=== Task goal ===
Nothing outside the range below should be printed. Output exactly the lines from the line with "Ok(CompiledRef::Rule(idx))" to the line with "if in_degree[dependent] == 0", both included.

=== Given data ===

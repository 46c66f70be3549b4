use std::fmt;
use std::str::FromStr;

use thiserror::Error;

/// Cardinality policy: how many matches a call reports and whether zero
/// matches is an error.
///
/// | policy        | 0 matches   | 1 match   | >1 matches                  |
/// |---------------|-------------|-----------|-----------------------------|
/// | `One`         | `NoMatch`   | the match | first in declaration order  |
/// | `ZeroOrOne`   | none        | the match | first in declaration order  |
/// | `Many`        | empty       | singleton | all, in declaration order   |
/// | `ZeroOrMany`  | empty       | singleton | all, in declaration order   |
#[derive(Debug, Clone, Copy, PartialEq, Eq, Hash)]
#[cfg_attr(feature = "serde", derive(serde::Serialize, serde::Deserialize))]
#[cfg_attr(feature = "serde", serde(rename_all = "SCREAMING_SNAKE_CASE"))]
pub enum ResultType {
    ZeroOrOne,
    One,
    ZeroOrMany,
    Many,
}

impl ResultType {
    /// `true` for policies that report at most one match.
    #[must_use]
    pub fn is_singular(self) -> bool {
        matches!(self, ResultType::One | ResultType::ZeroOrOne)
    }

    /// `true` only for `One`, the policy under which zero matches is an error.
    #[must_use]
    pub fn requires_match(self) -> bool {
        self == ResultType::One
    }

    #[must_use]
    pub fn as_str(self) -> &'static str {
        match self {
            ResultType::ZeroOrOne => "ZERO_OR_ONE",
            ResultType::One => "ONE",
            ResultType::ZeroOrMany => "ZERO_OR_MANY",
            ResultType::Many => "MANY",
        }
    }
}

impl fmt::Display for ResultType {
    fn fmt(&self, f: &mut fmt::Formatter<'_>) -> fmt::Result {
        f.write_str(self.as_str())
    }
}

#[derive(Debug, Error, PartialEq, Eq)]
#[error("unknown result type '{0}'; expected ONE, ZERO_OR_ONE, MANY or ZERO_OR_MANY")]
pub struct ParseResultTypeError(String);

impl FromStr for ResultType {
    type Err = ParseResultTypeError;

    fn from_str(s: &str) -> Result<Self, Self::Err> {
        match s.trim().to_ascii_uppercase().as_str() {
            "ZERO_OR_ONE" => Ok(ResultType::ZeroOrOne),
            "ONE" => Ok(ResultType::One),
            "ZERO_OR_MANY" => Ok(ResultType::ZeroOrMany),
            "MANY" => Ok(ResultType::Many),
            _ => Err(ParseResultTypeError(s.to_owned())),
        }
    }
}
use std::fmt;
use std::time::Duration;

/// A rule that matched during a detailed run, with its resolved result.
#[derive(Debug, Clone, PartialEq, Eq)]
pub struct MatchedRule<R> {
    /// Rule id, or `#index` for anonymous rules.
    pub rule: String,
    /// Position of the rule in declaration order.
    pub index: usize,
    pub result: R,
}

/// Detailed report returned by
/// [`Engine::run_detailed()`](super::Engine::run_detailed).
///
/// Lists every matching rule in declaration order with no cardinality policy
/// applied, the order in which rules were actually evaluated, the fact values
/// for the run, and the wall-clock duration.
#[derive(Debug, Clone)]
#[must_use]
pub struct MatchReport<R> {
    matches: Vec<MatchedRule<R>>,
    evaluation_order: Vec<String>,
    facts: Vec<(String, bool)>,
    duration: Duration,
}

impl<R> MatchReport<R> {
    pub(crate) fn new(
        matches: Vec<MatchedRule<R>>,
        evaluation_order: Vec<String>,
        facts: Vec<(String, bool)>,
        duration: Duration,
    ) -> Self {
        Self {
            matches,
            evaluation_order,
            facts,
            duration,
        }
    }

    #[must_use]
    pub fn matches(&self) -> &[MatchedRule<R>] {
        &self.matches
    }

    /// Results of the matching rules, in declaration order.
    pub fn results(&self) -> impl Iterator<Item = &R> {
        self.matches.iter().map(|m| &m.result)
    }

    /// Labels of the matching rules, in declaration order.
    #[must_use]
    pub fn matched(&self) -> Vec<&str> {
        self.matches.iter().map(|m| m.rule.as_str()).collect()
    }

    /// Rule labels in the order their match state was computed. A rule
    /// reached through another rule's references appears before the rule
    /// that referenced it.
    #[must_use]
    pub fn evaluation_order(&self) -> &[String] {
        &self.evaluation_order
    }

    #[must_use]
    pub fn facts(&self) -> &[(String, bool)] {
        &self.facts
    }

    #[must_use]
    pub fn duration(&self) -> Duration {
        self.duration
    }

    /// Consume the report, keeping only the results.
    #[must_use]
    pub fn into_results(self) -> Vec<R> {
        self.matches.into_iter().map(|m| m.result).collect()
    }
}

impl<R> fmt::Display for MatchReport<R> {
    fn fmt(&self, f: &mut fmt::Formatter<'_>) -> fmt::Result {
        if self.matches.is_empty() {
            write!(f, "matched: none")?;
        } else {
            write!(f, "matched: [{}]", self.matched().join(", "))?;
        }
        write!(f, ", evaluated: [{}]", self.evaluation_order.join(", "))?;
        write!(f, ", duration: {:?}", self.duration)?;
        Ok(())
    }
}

* * *

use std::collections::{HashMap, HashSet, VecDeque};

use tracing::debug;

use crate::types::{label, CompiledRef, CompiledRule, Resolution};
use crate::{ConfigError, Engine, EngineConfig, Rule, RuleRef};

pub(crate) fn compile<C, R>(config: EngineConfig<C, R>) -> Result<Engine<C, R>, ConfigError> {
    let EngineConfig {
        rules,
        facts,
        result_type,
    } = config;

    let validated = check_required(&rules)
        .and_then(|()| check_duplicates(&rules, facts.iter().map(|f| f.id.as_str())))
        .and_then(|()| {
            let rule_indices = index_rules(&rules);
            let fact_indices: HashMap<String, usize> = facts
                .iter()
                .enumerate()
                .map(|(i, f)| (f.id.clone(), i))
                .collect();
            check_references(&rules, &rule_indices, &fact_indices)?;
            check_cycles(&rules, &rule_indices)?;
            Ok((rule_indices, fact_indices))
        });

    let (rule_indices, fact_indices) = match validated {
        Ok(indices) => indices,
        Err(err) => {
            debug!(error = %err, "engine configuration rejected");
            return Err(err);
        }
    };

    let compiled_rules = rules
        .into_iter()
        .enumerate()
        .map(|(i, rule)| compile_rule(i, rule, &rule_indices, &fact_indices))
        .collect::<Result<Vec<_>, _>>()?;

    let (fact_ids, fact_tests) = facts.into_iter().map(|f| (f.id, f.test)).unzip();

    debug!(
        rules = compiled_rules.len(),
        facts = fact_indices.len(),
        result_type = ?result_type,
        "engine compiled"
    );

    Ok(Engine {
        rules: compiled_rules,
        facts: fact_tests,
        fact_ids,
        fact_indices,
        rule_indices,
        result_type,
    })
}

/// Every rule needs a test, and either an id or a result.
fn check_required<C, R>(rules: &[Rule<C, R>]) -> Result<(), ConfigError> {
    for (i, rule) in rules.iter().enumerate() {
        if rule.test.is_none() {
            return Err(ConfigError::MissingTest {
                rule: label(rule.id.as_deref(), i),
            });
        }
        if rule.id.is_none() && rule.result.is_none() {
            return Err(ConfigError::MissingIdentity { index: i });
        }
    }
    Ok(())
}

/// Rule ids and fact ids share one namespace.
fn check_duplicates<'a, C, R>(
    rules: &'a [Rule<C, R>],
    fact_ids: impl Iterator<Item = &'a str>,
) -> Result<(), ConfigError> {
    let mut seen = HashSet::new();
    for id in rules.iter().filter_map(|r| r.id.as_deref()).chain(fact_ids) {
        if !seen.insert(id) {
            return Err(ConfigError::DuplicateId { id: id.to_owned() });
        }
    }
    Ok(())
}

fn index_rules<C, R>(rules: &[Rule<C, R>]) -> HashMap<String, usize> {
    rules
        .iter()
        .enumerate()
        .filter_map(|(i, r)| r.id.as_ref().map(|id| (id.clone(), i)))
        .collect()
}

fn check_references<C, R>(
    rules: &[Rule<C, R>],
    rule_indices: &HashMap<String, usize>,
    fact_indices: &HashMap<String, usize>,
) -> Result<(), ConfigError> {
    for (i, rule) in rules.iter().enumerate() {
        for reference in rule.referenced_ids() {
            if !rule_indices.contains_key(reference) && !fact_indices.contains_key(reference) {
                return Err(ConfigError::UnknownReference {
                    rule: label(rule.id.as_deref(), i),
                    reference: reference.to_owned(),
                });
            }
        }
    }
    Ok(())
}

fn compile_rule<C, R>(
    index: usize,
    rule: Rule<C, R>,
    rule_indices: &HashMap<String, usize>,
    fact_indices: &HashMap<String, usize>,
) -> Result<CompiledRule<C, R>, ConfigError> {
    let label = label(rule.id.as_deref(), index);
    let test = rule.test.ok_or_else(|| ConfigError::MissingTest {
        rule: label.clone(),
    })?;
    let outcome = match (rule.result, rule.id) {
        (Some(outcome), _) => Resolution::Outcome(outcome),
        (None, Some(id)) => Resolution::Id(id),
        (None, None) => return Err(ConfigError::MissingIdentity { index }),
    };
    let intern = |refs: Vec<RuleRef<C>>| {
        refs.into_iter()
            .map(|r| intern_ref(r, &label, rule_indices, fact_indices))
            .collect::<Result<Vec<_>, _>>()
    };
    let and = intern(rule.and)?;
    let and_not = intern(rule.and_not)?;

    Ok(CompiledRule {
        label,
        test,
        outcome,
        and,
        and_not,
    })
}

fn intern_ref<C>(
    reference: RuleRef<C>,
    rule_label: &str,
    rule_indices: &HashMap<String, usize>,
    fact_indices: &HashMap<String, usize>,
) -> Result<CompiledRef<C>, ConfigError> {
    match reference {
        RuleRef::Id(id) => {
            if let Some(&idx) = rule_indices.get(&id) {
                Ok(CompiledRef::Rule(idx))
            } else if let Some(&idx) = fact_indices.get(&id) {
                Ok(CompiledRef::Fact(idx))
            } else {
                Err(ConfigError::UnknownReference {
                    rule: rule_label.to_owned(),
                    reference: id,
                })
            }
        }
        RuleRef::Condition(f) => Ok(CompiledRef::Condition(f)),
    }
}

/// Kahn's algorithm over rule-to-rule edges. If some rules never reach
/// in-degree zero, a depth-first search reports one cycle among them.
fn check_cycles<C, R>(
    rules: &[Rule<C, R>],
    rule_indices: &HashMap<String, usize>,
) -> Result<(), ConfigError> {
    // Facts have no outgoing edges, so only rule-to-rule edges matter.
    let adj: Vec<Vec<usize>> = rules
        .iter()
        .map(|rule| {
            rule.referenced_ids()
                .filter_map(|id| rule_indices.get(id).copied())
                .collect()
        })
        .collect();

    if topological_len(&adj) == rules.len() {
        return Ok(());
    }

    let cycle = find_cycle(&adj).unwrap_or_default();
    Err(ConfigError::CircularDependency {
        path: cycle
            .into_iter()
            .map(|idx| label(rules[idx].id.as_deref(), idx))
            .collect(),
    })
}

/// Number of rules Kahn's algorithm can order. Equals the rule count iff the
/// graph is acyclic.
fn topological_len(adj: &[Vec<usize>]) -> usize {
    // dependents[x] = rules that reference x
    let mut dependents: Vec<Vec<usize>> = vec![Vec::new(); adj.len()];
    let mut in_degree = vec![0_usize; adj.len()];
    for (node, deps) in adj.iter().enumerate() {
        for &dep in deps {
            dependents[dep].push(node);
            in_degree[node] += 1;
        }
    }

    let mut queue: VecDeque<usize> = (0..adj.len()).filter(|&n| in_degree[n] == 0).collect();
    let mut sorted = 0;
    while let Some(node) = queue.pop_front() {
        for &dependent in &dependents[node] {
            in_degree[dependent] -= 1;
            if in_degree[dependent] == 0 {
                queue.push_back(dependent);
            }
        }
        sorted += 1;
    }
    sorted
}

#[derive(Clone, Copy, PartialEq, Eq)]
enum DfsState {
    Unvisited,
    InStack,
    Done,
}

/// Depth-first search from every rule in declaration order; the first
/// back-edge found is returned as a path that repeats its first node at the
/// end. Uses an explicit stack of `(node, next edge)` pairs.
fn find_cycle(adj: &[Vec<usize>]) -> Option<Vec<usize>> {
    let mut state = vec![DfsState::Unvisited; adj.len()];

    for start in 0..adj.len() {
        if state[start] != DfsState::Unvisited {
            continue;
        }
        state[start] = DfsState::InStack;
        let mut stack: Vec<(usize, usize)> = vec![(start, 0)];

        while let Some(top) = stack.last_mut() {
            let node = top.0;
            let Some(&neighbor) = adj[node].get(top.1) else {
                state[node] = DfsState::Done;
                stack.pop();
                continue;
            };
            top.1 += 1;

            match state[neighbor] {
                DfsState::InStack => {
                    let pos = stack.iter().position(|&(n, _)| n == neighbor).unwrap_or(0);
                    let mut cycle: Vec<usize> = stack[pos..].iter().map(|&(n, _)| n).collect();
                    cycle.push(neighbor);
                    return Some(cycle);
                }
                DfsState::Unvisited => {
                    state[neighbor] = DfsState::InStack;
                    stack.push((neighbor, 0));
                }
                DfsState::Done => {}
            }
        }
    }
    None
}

=== Result of this task ===
                Ok(CompiledRef::Rule(idx))
            } else if let Some(&idx) = fact_indices.get(&id) {
                Ok(CompiledRef::Fact(idx))
            } else {
                Err(ConfigError::UnknownReference {
                    rule: rule_label.to_owned(),
                    reference: id,
                })
            }
        }
        RuleRef::Condition(f) => Ok(CompiledRef::Condition(f)),
    }
}

/// Kahn's algorithm over rule-to-rule edges. If some rules never reach
/// in-degree zero, a depth-first search reports one cycle among them.
fn check_cycles<C, R>(
    rules: &[Rule<C, R>],
    rule_indices: &HashMap<String, usize>,
) -> Result<(), ConfigError> {
    // Facts have no outgoing edges, so only rule-to-rule edges matter.
    let adj: Vec<Vec<usize>> = rules
        .iter()
        .map(|rule| {
            rule.referenced_ids()
                .filter_map(|id| rule_indices.get(id).copied())
                .collect()
        })
        .collect();

    if topological_len(&adj) == rules.len() {
        return Ok(());
    }

    let cycle = find_cycle(&adj).unwrap_or_default();
    Err(ConfigError::CircularDependency {
        path: cycle
            .into_iter()
            .map(|idx| label(rules[idx].id.as_deref(), idx))
            .collect(),
    })
}

/// Number of rules Kahn's algorithm can order. Equals the rule count iff the
/// graph is acyclic.
fn topological_len(adj: &[Vec<usize>]) -> usize {
    // dependents[x] = rules that reference x
    let mut dependents: Vec<Vec<usize>> = vec![Vec::new(); adj.len()];
    let mut in_degree = vec![0_usize; adj.len()];
    for (node, deps) in adj.iter().enumerate() {
        for &dep in deps {
            dependents[dep].push(node);
            in_degree[node] += 1;
        }
    }

    let mut queue: VecDeque<usize> = (0..adj.len()).filter(|&n| in_degree[n] == 0).collect();
    let mut sorted = 0;
    while let Some(node) = queue.pop_front() {
        for &dependent in &dependents[node] {
            in_degree[dependent] -= 1;
            if in_degree[dependent] == 0 {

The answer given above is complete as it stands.